The title of the show - ‘Hold Your Tongue’ is a figurative expression, not meant to be understood literally, meaning to be silent. In the context of this exhibition, the title alludes to the problematic relationship between painting and language — specifically the current mode of viewing/interpreting artworks, and the tendency to project or read projected meaning (assumed and speculated) onto artworks. This leads to an uncomfortable feeling that labels, intending to be helpful, often operate conversely and generative literal interpretations; telling the viewer what they are looking at, and worse; how to look.‘Hold Your Tongue’ hints at how language can distract and detract — how the verbal can undercut the visual.

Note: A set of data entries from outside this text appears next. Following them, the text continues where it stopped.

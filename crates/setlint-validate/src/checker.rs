//! Tiered check orchestration

use std::any::Any;
use std::panic::{self, AssertUnwindSafe};
use std::path::{Path, PathBuf};
use std::sync::atomic::{AtomicUsize, Ordering};
use std::sync::{Arc, Mutex, PoisonError};

use setlint_core::{Check, CheckBody, CheckError, CheckResult, ContentSet, Document, Issue, Tier};
use tracing::{debug, info};

use crate::config::Settings;
use crate::error::{Result, ValidateError};
use crate::loader::PluginLoader;
use crate::pool;
use crate::registry::CheckRegistry;
use crate::track::{LoadHooks, Track};

/// Runs every registered check against a content set
///
/// Checks run in three phases: whole-set, per-document, cross-document.
/// Within a phase, jobs run on a bounded worker pool. The returned issues
/// are sorted by descending severity; ties keep phase, registration and
/// document order.
pub struct Checker {
    registry: Arc<CheckRegistry>,
    loader: PluginLoader,
    builtin: Vec<Check>,
    hooks: LoadHooks,
    workers: usize,
    load_lock: Mutex<()>,
}

impl Checker {
    /// Create a checker loading plugins from `plugin_dir`
    pub fn new(plugin_dir: impl Into<PathBuf>) -> Self {
        let workers = pool::default_workers();
        Self {
            registry: Arc::new(CheckRegistry::new()),
            loader: PluginLoader::new(plugin_dir).with_workers(workers),
            builtin: Vec::new(),
            hooks: LoadHooks::default(),
            workers,
            load_lock: Mutex::new(()),
        }
    }

    /// Create a checker from settings
    pub fn from_settings(settings: &Settings) -> Self {
        Self::new(&settings.plugins.directory).with_workers(settings.worker_count())
    }

    /// Add compiled-in checks, registered ahead of plugins on every load
    pub fn with_builtin(mut self, checks: impl IntoIterator<Item = Check>) -> Self {
        self.builtin.extend(checks);
        self
    }

    /// Set the progress hooks
    pub fn with_hooks(mut self, hooks: LoadHooks) -> Self {
        self.set_hooks(hooks);
        self
    }

    /// Set the maximum number of concurrent jobs
    pub fn with_workers(mut self, workers: usize) -> Self {
        self.workers = workers.max(1);
        self.loader.set_workers(self.workers);
        self
    }

    /// Share a registry with other owners
    pub fn with_registry(mut self, registry: Arc<CheckRegistry>) -> Self {
        self.registry = registry;
        self
    }

    /// Replace the progress hooks
    pub fn set_hooks(&mut self, hooks: LoadHooks) {
        self.loader.set_hooks(hooks.clone());
        self.hooks = hooks;
    }

    /// The check registry
    pub fn registry(&self) -> &Arc<CheckRegistry> {
        &self.registry
    }

    /// The plugin directory
    pub fn plugin_dir(&self) -> &Path {
        self.loader.directory()
    }

    /// Register a check directly
    pub fn register(&self, check: Check) {
        self.registry.register(check);
    }

    /// Reload the registry from the builtin checks and the plugin directory
    ///
    /// The new registry replaces the old one only once it is complete. If
    /// loading fails the registry is left empty, so the next
    /// [`Checker::get_issues`] retries.
    pub fn load_all(&self) -> Result<usize> {
        let _guard = self.load_lock.lock().unwrap_or_else(PoisonError::into_inner);
        self.reload()
    }

    /// Load one plugin module into the registry
    pub fn load_one(&self, path: impl AsRef<Path>) -> Result<usize> {
        let _guard = self.load_lock.lock().unwrap_or_else(PoisonError::into_inner);
        self.loader.load_one(path, &self.registry)
    }

    /// Produce every issue for `set`
    ///
    /// Loads the registry first if it is empty, then runs against one
    /// snapshot of it. The first failing check fails the whole call.
    pub fn get_issues(&self, set: &ContentSet) -> Result<Vec<Issue>> {
        self.ensure_loaded()?;
        let checks = self.registry.snapshot();

        let mut issues = self.run_whole_set(&checks, set)?;
        issues.extend(self.run_per_document(&checks, set)?);
        issues.extend(self.run_cross_document(&checks, set)?);

        sort_by_severity(&mut issues);
        debug!("{} produced {} issue(s)", set.name, issues.len());
        Ok(issues)
    }

    fn ensure_loaded(&self) -> Result<()> {
        if !self.registry.is_empty() {
            return Ok(());
        }
        let _guard = self.load_lock.lock().unwrap_or_else(PoisonError::into_inner);
        if self.registry.is_empty() {
            self.reload()?;
        }
        Ok(())
    }

    fn reload(&self) -> Result<usize> {
        let staging = CheckRegistry::new();
        for check in &self.builtin {
            staging.register(check.clone());
        }
        if let Err(err) = self.loader.load_all(&staging) {
            self.registry.clear();
            return Err(err);
        }

        let count = staging.len();
        self.registry.replace_with(staging);
        info!(
            "Registry holds {} check(s) ({} builtin)",
            count,
            self.builtin.len()
        );
        Ok(count)
    }

    fn run_whole_set(&self, checks: &CheckRegistry, set: &ContentSet) -> Result<Vec<Issue>> {
        let checks = checks.checks(Tier::WholeSet);
        let batches = pool::run_bounded(&checks, self.workers, |check| match check.body() {
            CheckBody::WholeSet(body) => self.run_check(check, None, || body.issues(set)),
            _ => Ok(Vec::new()),
        })?;
        Ok(batches.into_iter().flatten().collect())
    }

    fn run_per_document(&self, checks: &CheckRegistry, set: &ContentSet) -> Result<Vec<Issue>> {
        let checks = checks.checks(Tier::PerDocument);
        let jobs: Vec<(usize, &Document, &Check)> = set
            .documents
            .iter()
            .enumerate()
            .flat_map(|(index, document)| {
                checks
                    .iter()
                    .filter(move |check| check.info().supports(&document.mode))
                    .map(move |check| (index, document, check))
            })
            .collect();

        let tracks: Vec<DocumentTrack<'_>> = set
            .documents
            .iter()
            .enumerate()
            .map(|(index, document)| {
                let pending = jobs.iter().filter(|(i, _, _)| *i == index).count();
                DocumentTrack::new(&self.hooks, document, pending)
            })
            .collect();

        let batches = pool::run_bounded(&jobs, self.workers, |(index, document, check)| {
            let track = &tracks[*index];
            track.begin();
            let outcome = match check.body() {
                CheckBody::PerDocument(body) => {
                    self.run_check(check, Some(*document), || body.issues(document))
                }
                _ => Ok(Vec::new()),
            };
            if outcome.is_ok() {
                track.finish_one();
            }
            outcome
        })?;
        Ok(batches.into_iter().flatten().collect())
    }

    fn run_cross_document(&self, checks: &CheckRegistry, set: &ContentSet) -> Result<Vec<Issue>> {
        let checks: Vec<Check> = checks
            .checks(Tier::CrossDocument)
            .into_iter()
            .filter(|check| set.has_any_mode(&check.info().modes))
            .collect();

        let batches = pool::run_bounded(&checks, self.workers, |check| match check.body() {
            CheckBody::CrossDocument(body) => self.run_check(check, None, || body.issues(set)),
            _ => Ok(Vec::new()),
        })?;
        Ok(batches.into_iter().flatten().collect())
    }

    fn run_check<F>(&self, check: &Check, document: Option<&Document>, run: F) -> Result<Vec<Issue>>
    where
        F: FnOnce() -> CheckResult,
    {
        let info = check.info();
        let label = match document {
            Some(document) => format!("Checking for {}.. in {}", info.message, document.name),
            None => format!("Checking for {}..", info.message),
        };
        let track = Track::start(&self.hooks, label);

        let outcome = panic::catch_unwind(AssertUnwindSafe(run))
            .unwrap_or_else(|payload| Err(CheckError::Panicked(panic_message(payload.as_ref()))));
        let mut issues = outcome.map_err(|source| ValidateError::CheckFailed {
            check: Arc::clone(info),
            source,
        })?;

        sort_by_severity(&mut issues);
        let issues = issues
            .into_iter()
            .map(|issue| {
                let issue = match document {
                    Some(document) if issue.document.is_none() => {
                        issue.with_document(&document.name)
                    }
                    _ => issue,
                };
                issue.with_origin(Arc::clone(info))
            })
            .collect();

        track.complete();
        Ok(issues)
    }
}

enum TrackState<'a> {
    Pending,
    Running(Track<'a>),
    Done,
}

/// Progress of one document across its per-document jobs
///
/// Starts with the first job of the document and completes when its last
/// job succeeds. Documents without eligible checks start and complete at
/// once.
struct DocumentTrack<'a> {
    hooks: &'a LoadHooks,
    label: String,
    remaining: AtomicUsize,
    state: Mutex<TrackState<'a>>,
}

impl<'a> DocumentTrack<'a> {
    fn new(hooks: &'a LoadHooks, document: &Document, pending: usize) -> Self {
        let label = format!("Checking for issues in {}...", document.name);
        if pending == 0 {
            Track::start(hooks, label.clone()).complete();
        }
        Self {
            hooks,
            label,
            remaining: AtomicUsize::new(pending),
            state: Mutex::new(TrackState::Pending),
        }
    }

    fn begin(&self) {
        let mut state = self.state.lock().unwrap_or_else(PoisonError::into_inner);
        if matches!(*state, TrackState::Pending) {
            *state = TrackState::Running(Track::start(self.hooks, self.label.clone()));
        }
    }

    fn finish_one(&self) {
        if self.remaining.fetch_sub(1, Ordering::AcqRel) != 1 {
            return;
        }
        let mut state = self.state.lock().unwrap_or_else(PoisonError::into_inner);
        if let TrackState::Running(track) = std::mem::replace(&mut *state, TrackState::Done) {
            track.complete();
        }
    }
}

fn sort_by_severity(issues: &mut [Issue]) {
    issues.sort_by(|a, b| b.severity.cmp(&a.severity));
}

fn panic_message(payload: &(dyn Any + Send)) -> String {
    if let Some(message) = payload.downcast_ref::<&str>() {
        (*message).to_string()
    } else if let Some(message) = payload.downcast_ref::<String>() {
        message.clone()
    } else {
        "check panicked".to_string()
    }
}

Countering the oft heard question, ‘but what does it mean?’ - The title also sets itself against the expectation of painting to tell all. If these paintings are supposed to speak for themselves, we will be left waiting in vain. Like a dual-purpose command, ‘Hold Your Tongue’ instructs both the viewer and the painting itself to remain silent.

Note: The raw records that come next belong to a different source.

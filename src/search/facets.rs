//! Facet aggregation and filter-selection state.
//!
//! Facets drive the filter sidebar: for every facet-flagged property of the
//! active class, the aggregator produces a value/count breakdown over the
//! currently filtered entity subset. Counts are occurrence counts — a
//! multi-valued property contributes one increment per array element,
//! duplicates included.

use std::cmp::Ordering;
use std::collections::BTreeMap;

use serde::{Deserialize, Serialize};

use crate::model::types::{
    Entity, NumberFilter, PropertyConfig, PropertyDatatype, PropertyValue, format_number,
};

/// One bucket of a facet.
#[derive(Debug, Clone, PartialEq, Serialize, Deserialize)]
pub struct FacetValue {
    pub value: String,
    pub count: usize,
}

/// Aggregated breakdown of one property over an entity subset.
#[derive(Debug, Clone, PartialEq, Serialize, Deserialize)]
pub struct Facet {
    pub property_id: String,
    pub name: String,
    pub datatype: PropertyDatatype,
    /// Buckets sorted by numeric-aware collation of the value.
    pub values: Vec<FacetValue>,
    /// Observed bounds, number facets only.
    #[serde(default, skip_serializing_if = "Option::is_none")]
    pub min: Option<f64>,
    #[serde(default, skip_serializing_if = "Option::is_none")]
    pub max: Option<f64>,
}

/// Compute facets for the given property configs over an entity subset.
///
/// Properties not flagged `is_facet`, and properties with zero observed
/// values, are omitted.
pub fn aggregate_facets(configs: &[PropertyConfig], entities: &[&Entity]) -> Vec<Facet> {
    let mut facets = Vec::new();

    for config in configs.iter().filter(|c| c.is_facet) {
        let mut buckets: BTreeMap<String, usize> = BTreeMap::new();
        let mut min: Option<f64> = None;
        let mut max: Option<f64> = None;

        for entity in entities {
            let Some(value) = entity.properties.get(&config.id) else {
                continue;
            };
            for occurrence in occurrences(value) {
                if config.datatype == PropertyDatatype::Number {
                    if let Some(n) = occurrence.parse::<f64>().ok().filter(|n| n.is_finite()) {
                        min = Some(min.map_or(n, |m| m.min(n)));
                        max = Some(max.map_or(n, |m| m.max(n)));
                    }
                }
                *buckets.entry(occurrence).or_insert(0) += 1;
            }
        }

        if buckets.is_empty() {
            continue;
        }

        let mut values: Vec<FacetValue> = buckets
            .into_iter()
            .map(|(value, count)| FacetValue { value, count })
            .collect();
        values.sort_by(|a, b| natural_cmp(&a.value, &b.value));

        facets.push(Facet {
            property_id: config.id.clone(),
            name: config.name.clone(),
            datatype: config.datatype,
            values,
            min,
            max,
        });
    }

    facets
}

/// The bucket strings one property value contributes.
fn occurrences(value: &PropertyValue) -> Vec<String> {
    match value {
        PropertyValue::StringArray(items) => items.clone(),
        other => vec![other.to_display_string()],
    }
}

/// Numeric-aware, case-insensitive string ordering: digit runs compare as
/// numbers, everything else compares per character. `level 2` sorts before
/// `level 10`.
pub fn natural_cmp(a: &str, b: &str) -> Ordering {
    let mut ca = a.chars().peekable();
    let mut cb = b.chars().peekable();
    // Case differences only break ties between otherwise-equal strings.
    let mut case_tiebreak = Ordering::Equal;

    loop {
        match (ca.peek().copied(), cb.peek().copied()) {
            (None, None) => return case_tiebreak,
            (None, Some(_)) => return Ordering::Less,
            (Some(_), None) => return Ordering::Greater,
            (Some(x), Some(y)) => {
                if x.is_ascii_digit() && y.is_ascii_digit() {
                    let na = take_digits(&mut ca);
                    let nb = take_digits(&mut cb);
                    let (na, nb) = (na.trim_start_matches('0'), nb.trim_start_matches('0'));
                    let ord = na.len().cmp(&nb.len()).then_with(|| na.cmp(nb));
                    if ord != Ordering::Equal {
                        return ord;
                    }
                } else {
                    let ord = x.to_lowercase().cmp(y.to_lowercase());
                    if ord != Ordering::Equal {
                        return ord;
                    }
                    if case_tiebreak == Ordering::Equal {
                        case_tiebreak = x.cmp(&y);
                    }
                    ca.next();
                    cb.next();
                }
            }
        }
    }
}

fn take_digits(chars: &mut std::iter::Peekable<std::str::Chars<'_>>) -> String {
    let mut out = String::new();
    while let Some(&c) = chars.peek() {
        if !c.is_ascii_digit() {
            break;
        }
        out.push(c);
        chars.next();
    }
    out
}

/// Active facet filter selections, as held by filter UI.
#[derive(Debug, Clone, Default, PartialEq, Serialize, Deserialize)]
pub struct FacetSelections {
    /// property id -> selected values.
    #[serde(default)]
    pub strings: BTreeMap<String, Vec<String>>,
    /// property id -> numeric constraints.
    #[serde(default)]
    pub numbers: BTreeMap<String, NumberFilter>,
}

impl FacetSelections {
    pub fn is_empty(&self) -> bool {
        self.strings.is_empty() && self.numbers.is_empty()
    }

    /// Add the value if absent, remove it if present. The key disappears
    /// once its selection list is empty.
    pub fn toggle_string(&mut self, property_id: &str, value: &str) {
        let values = self.strings.entry(property_id.to_string()).or_default();
        if let Some(pos) = values.iter().position(|v| v == value) {
            values.remove(pos);
        } else {
            values.push(value.to_string());
        }
        if values.is_empty() {
            self.strings.remove(property_id);
        }
    }

    /// Merge a new lower bound into the numeric selection; `None` clears it.
    pub fn set_number_min(&mut self, property_id: &str, min: Option<f64>) {
        self.merge_number(property_id, |f| f.min = min);
    }

    /// Merge a new upper bound into the numeric selection; `None` clears it.
    pub fn set_number_max(&mut self, property_id: &str, max: Option<f64>) {
        self.merge_number(property_id, |f| f.max = max);
    }

    /// Replace the exact-value set; `None` or an empty set clears it.
    pub fn set_number_exact(&mut self, property_id: &str, exact: Option<Vec<f64>>) {
        self.merge_number(property_id, |f| {
            f.exact = exact.filter(|v| !v.is_empty());
        });
    }

    fn merge_number(&mut self, property_id: &str, apply: impl FnOnce(&mut NumberFilter)) {
        let entry = self.numbers.entry(property_id.to_string()).or_default();
        apply(entry);
        if entry.is_empty() {
            self.numbers.remove(property_id);
        }
    }

    /// Serialize to query-string pairs: `s_<propId>=a,b` for string facets,
    /// `n_<propId>=min:X,max:Y,exact:A|B|C` for numeric facets.
    pub fn to_query_pairs(&self) -> Vec<(String, String)> {
        let mut pairs = Vec::new();
        for (prop, values) in &self.strings {
            pairs.push((format!("s_{prop}"), values.join(",")));
        }
        for (prop, filter) in &self.numbers {
            let mut parts = Vec::new();
            if let Some(min) = filter.min {
                parts.push(format!("min:{}", format_number(min)));
            }
            if let Some(max) = filter.max {
                parts.push(format!("max:{}", format_number(max)));
            }
            if let Some(exact) = &filter.exact {
                let joined = exact
                    .iter()
                    .map(|n| format_number(*n))
                    .collect::<Vec<_>>()
                    .join("|");
                parts.push(format!("exact:{joined}"));
            }
            pairs.push((format!("n_{prop}"), parts.join(",")));
        }
        pairs
    }

    /// Parse selections back out of query-string pairs. Unrecognized keys
    /// and malformed values are ignored.
    pub fn from_query_pairs<'a, I>(pairs: I) -> Self
    where
        I: IntoIterator<Item = (&'a str, &'a str)>,
    {
        let mut selections = Self::default();

        for (key, value) in pairs {
            if let Some(prop) = key.strip_prefix("s_") {
                let values: Vec<String> = value
                    .split(',')
                    .map(str::trim)
                    .filter(|s| !s.is_empty())
                    .map(str::to_string)
                    .collect();
                if !values.is_empty() {
                    selections.strings.insert(prop.to_string(), values);
                }
            } else if let Some(prop) = key.strip_prefix("n_") {
                let mut filter = NumberFilter::default();
                for part in value.split(',') {
                    let Some((field, raw)) = part.split_once(':') else {
                        continue;
                    };
                    match field {
                        "min" => filter.min = raw.parse().ok(),
                        "max" => filter.max = raw.parse().ok(),
                        "exact" => {
                            let exact: Vec<f64> =
                                raw.split('|').filter_map(|n| n.parse().ok()).collect();
                            if !exact.is_empty() {
                                filter.exact = Some(exact);
                            }
                        }
                        _ => {}
                    }
                }
                if !filter.is_empty() {
                    selections.numbers.insert(prop.to_string(), filter);
                }
            }
        }

        selections
    }
}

It was via digital, image based platforms that require nothing other than looking - that the artists encountered each other’s work. They were able to connect through a shared appreciation and understanding of the medium - an understanding that was purely visual, perceptual and sensorial.

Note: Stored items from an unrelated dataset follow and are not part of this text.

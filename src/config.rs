//! Engine configuration.
//!
//! Stored in TOML at `<config dir>/compendium-search/engine.toml`:
//!
//! ```toml
//! cache_path = "/var/lib/compendium/index-cache.db"
//! default_page_size = 20
//! ```

use serde::{Deserialize, Serialize};
use std::path::PathBuf;
use thiserror::Error;

#[derive(Error, Debug)]
pub enum ConfigError {
    #[error("Failed to read config file: {0}")]
    Read(#[from] std::io::Error),

    #[error("Failed to parse config file: {0}")]
    Parse(#[from] toml::de::Error),

    #[error("Failed to serialize config: {0}")]
    Serialize(#[from] toml::ser::Error),

    #[error("Could not determine config directory")]
    NoConfigDir,
}

#[derive(Debug, Clone, Serialize, Deserialize)]
pub struct EngineConfig {
    /// Location of the index cache database. `None` disables persistence.
    #[serde(default, skip_serializing_if = "Option::is_none")]
    pub cache_path: Option<PathBuf>,

    /// Page size used when the caller does not supply one.
    #[serde(default = "default_page_size")]
    pub default_page_size: usize,
}

fn default_page_size() -> usize {
    20
}

impl Default for EngineConfig {
    fn default() -> Self {
        Self {
            cache_path: None,
            default_page_size: default_page_size(),
        }
    }
}

impl EngineConfig {
    /// Load from the default location; missing file yields the defaults.
    pub fn load() -> Result<Self, ConfigError> {
        Self::load_from(&Self::config_path()?)
    }

    pub fn load_from(path: &PathBuf) -> Result<Self, ConfigError> {
        if !path.exists() {
            return Ok(Self::default());
        }
        let content = std::fs::read_to_string(path)?;
        Ok(toml::from_str(&content)?)
    }

    pub fn save(&self) -> Result<(), ConfigError> {
        self.save_to(&Self::config_path()?)
    }

    pub fn save_to(&self, path: &PathBuf) -> Result<(), ConfigError> {
        if let Some(parent) = path.parent() {
            std::fs::create_dir_all(parent)?;
        }
        let content = toml::to_string_pretty(self)?;
        std::fs::write(path, content)?;
        Ok(())
    }

    /// Default config file path under XDG conventions.
    pub fn config_path() -> Result<PathBuf, ConfigError> {
        if let Ok(xdg_config) = std::env::var("XDG_CONFIG_HOME") {
            return Ok(PathBuf::from(xdg_config)
                .join("compendium-search")
                .join("engine.toml"));
        }

        dirs::config_dir()
            .map(|p| p.join("compendium-search").join("engine.toml"))
            .ok_or(ConfigError::NoConfigDir)
    }

    /// Default cache database path, used when `cache_path` is unset but
    /// persistence is wanted.
    pub fn default_cache_path() -> Option<PathBuf> {
        dirs::data_dir().map(|p| p.join("compendium-search").join("index-cache.db"))
    }
}
pub mod sqlite;

use anyhow::Result;

/// Durable store for serialized index fragments plus the content hash the
/// engine uses to decide cached-index validity.
///
/// Implementations must treat the store as disposable: the engine already
/// degrades to a from-scratch rebuild on any miss, and callers catch and log
/// errors rather than surfacing them.
pub trait IndexCache: Send + Sync {
    /// The content hash committed with the last persisted index, if any.
    fn load_hash(&self) -> Result<Option<String>>;

    fn store_hash(&self, hash: &str) -> Result<()>;

    /// All persisted chunks, keyed by the engine-defined chunk key.
    fn load_chunks(&self) -> Result<Vec<(String, String)>>;

    /// Replace the chunk set. Implementations clear stale chunks first so a
    /// shrunken export never leaves orphans behind.
    fn store_chunks(&self, chunks: &[(String, String)]) -> Result<()>;

    /// Drop all chunks and the stored hash.
    fn clear(&self) -> Result<()>;
}
//! Entity search and indexing engine for compendium collections.
//!
//! The engine maintains a full-text inverted index over a dynamically typed
//! entity collection, persists index fragments to a local SQLite cache gated
//! by a content fingerprint, interprets a compact query mini-language mixing
//! free text with typed property filters, and executes faceted
//! filter/sort/paginate queries against the result.
//!
//! ```no_run
//! use compendium_search::model::types::{ClassConfig, SearchCriteria};
//! use compendium_search::schema::SchemaRegistry;
//! use compendium_search::search::engine::SearchEngine;
//!
//! let registry = SchemaRegistry::new(vec![ClassConfig {
//!     id: "monster".into(),
//!     name: "Monster".into(),
//!     properties: vec![],
//! }]);
//! let engine = SearchEngine::new(registry);
//! engine.update_entities(vec![]);
//!
//! let criteria = SearchCriteria {
//!     text: Some("goblin level:5-10 role:boss".into()),
//!     ..Default::default()
//! };
//! let page = engine.search_paginated(&criteria, 1, 20);
//! println!("{} of {} results", page.results.len(), page.total);
//! ```

pub mod config;
pub mod model;
pub mod schema;
pub mod search;
pub mod storage;

pub use model::types::{
    Entity, NumberFilter, PaginatedSearchResult, ParsedSearchQuery, PropertyConfig,
    PropertyDatatype, PropertyFilter, PropertyValue, SearchCriteria, SearchHit, SortDirection,
    SortKey,
};
pub use schema::SchemaRegistry;
pub use search::engine::SearchEngine;
pub use search::facets::{Facet, FacetSelections, FacetValue, aggregate_facets};
pub use storage::IndexCache;
pub use storage::sqlite::SqliteCache;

What this reveals is the potential of painting, as an art, to transcend geographical and linguistic limitations. Our first spoken language (mother tongue) may different, but our painting language is shared. Painting allows us to overcome conventional barriers when attempting to communicate.
This exhibition is essentially about a crisis in looking. With so much attention given to external content being used to explain what painting ‘means’, ‘Hold Your Tongue’ strives to test the possibilities of perception and realign painting as a position which is primarily visual, experienced and felt. We are instructed to look. These paintings are still and mute. Seen but not heard.